* **Problem statement**
I would like every entry below written out exactly.
Information supplied Start Marker
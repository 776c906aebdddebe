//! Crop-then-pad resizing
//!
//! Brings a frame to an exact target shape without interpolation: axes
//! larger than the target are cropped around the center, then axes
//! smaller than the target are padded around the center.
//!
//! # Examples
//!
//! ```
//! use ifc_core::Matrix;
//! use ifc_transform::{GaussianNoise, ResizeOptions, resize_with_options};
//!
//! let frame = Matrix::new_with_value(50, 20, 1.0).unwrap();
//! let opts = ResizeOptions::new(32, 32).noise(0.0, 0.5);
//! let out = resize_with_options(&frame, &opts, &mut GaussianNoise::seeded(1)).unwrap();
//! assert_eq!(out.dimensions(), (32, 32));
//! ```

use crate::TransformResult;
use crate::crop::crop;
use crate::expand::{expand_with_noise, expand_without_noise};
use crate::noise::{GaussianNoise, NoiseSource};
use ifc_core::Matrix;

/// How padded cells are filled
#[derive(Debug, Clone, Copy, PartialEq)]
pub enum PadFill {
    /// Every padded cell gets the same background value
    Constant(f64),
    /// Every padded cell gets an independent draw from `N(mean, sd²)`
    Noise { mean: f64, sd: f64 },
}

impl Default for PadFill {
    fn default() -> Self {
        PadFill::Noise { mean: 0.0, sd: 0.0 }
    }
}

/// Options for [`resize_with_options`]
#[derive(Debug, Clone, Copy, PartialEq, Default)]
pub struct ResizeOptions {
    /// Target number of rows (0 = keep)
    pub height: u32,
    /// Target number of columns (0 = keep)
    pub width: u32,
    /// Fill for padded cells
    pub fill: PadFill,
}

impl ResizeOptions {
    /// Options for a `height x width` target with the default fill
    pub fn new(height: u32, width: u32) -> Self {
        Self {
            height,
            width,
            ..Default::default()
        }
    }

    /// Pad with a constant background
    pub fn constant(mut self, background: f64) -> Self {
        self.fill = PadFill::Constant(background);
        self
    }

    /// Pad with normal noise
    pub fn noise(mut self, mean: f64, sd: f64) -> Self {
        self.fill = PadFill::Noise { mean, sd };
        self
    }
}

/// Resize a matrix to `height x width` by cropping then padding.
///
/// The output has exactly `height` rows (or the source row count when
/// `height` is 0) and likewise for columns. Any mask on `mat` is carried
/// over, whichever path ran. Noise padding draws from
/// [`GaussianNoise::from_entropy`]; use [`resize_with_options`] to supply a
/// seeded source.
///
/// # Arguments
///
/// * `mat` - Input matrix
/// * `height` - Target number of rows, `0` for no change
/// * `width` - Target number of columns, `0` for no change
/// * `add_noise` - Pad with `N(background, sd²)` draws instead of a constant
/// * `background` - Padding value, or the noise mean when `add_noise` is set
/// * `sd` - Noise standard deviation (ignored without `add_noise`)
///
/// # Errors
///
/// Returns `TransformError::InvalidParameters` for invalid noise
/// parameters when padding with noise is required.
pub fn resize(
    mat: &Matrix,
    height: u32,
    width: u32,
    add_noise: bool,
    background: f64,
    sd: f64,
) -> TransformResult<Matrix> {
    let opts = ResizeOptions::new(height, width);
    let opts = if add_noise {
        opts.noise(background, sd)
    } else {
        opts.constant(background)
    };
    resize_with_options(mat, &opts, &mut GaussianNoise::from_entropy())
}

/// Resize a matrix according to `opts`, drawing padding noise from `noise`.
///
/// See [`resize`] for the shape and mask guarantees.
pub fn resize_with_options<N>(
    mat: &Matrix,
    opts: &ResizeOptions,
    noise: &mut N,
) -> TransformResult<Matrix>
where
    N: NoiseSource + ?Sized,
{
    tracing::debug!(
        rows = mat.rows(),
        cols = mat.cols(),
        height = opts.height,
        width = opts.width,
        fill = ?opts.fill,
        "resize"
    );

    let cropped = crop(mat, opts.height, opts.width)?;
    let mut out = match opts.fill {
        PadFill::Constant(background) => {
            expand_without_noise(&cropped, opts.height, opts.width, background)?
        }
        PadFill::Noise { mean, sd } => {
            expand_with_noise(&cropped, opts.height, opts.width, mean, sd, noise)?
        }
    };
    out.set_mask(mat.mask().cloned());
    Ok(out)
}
Information supplied End Marker
* **Answer for the task**
repository 776c906aebdddebe
//! Crop-then-pad resizing
//!
//! Brings a frame to an exact target shape without interpolation: axes
//! larger than the target are cropped around the center, then axes
//! smaller than the target are padded around the center.
//!
//! # Examples
//!
//! ```
//! use ifc_core::Matrix;
//! use ifc_transform::{GaussianNoise, ResizeOptions, resize_with_options};
//!
//! let frame = Matrix::new_with_value(50, 20, 1.0).unwrap();
//! let opts = ResizeOptions::new(32, 32).noise(0.0, 0.5);
//! let out = resize_with_options(&frame, &opts, &mut GaussianNoise::seeded(1)).unwrap();
//! assert_eq!(out.dimensions(), (32, 32));
//! ```

use crate::TransformResult;
use crate::crop::crop;
use crate::expand::{expand_with_noise, expand_without_noise};
use crate::noise::{GaussianNoise, NoiseSource};
use ifc_core::Matrix;

/// How padded cells are filled
#[derive(Debug, Clone, Copy, PartialEq)]
pub enum PadFill {
    /// Every padded cell gets the same background value
    Constant(f64),
    /// Every padded cell gets an independent draw from `N(mean, sd²)`
    Noise { mean: f64, sd: f64 },
}

impl Default for PadFill {
    fn default() -> Self {
        PadFill::Noise { mean: 0.0, sd: 0.0 }
    }
}

/// Options for [`resize_with_options`]
#[derive(Debug, Clone, Copy, PartialEq, Default)]
pub struct ResizeOptions {
    /// Target number of rows (0 = keep)
    pub height: u32,
    /// Target number of columns (0 = keep)
    pub width: u32,
    /// Fill for padded cells
    pub fill: PadFill,
}

impl ResizeOptions {
    /// Options for a `height x width` target with the default fill
    pub fn new(height: u32, width: u32) -> Self {
        Self {
            height,
            width,
            ..Default::default()
        }
    }

    /// Pad with a constant background
    pub fn constant(mut self, background: f64) -> Self {
        self.fill = PadFill::Constant(background);
        self
    }

    /// Pad with normal noise
    pub fn noise(mut self, mean: f64, sd: f64) -> Self {
        self.fill = PadFill::Noise { mean, sd };
        self
    }
}

/// Resize a matrix to `height x width` by cropping then padding.
///
/// The output has exactly `height` rows (or the source row count when
/// `height` is 0) and likewise for columns. Any mask on `mat` is carried
/// over, whichever path ran. Noise padding draws from
/// [`GaussianNoise::from_entropy`]; use [`resize_with_options`] to supply a
/// seeded source.
///
/// # Arguments
///
/// * `mat` - Input matrix
/// * `height` - Target number of rows, `0` for no change
/// * `width` - Target number of columns, `0` for no change
/// * `add_noise` - Pad with `N(background, sd²)` draws instead of a constant
/// * `background` - Padding value, or the noise mean when `add_noise` is set
/// * `sd` - Noise standard deviation (ignored without `add_noise`)
///
/// # Errors
///
/// Returns `TransformError::InvalidParameters` for invalid noise
/// parameters when padding with noise is required.
pub fn resize(
    mat: &Matrix,
    height: u32,
    width: u32,
    add_noise: bool,
    background: f64,
    sd: f64,
) -> TransformResult<Matrix> {
    let opts = ResizeOptions::new(height, width);
    let opts = if add_noise {
        opts.noise(background, sd)
    } else {
        opts.constant(background)
    };
    resize_with_options(mat, &opts, &mut GaussianNoise::from_entropy())
}

/// Resize a matrix according to `opts`, drawing padding noise from `noise`.
///
/// See [`resize`] for the shape and mask guarantees.
pub fn resize_with_options<N>(
    mat: &Matrix,
    opts: &ResizeOptions,
    noise: &mut N,
) -> TransformResult<Matrix>
where
    N: NoiseSource + ?Sized,
{
    tracing::debug!(
        rows = mat.rows(),
        cols = mat.cols(),
        height = opts.height,
        width = opts.width,
        fill = ?opts.fill,
        "resize"
    );

    let cropped = crop(mat, opts.height, opts.width)?;
    let mut out = match opts.fill {
        PadFill::Constant(background) => {
            expand_without_noise(&cropped, opts.height, opts.width, background)?
        }
        PadFill::Noise { mean, sd } => {
            expand_with_noise(&cropped, opts.height, opts.width, mean, sd, noise)?
        }
    };
    out.set_mask(mat.mask().cloned());
    Ok(out)
}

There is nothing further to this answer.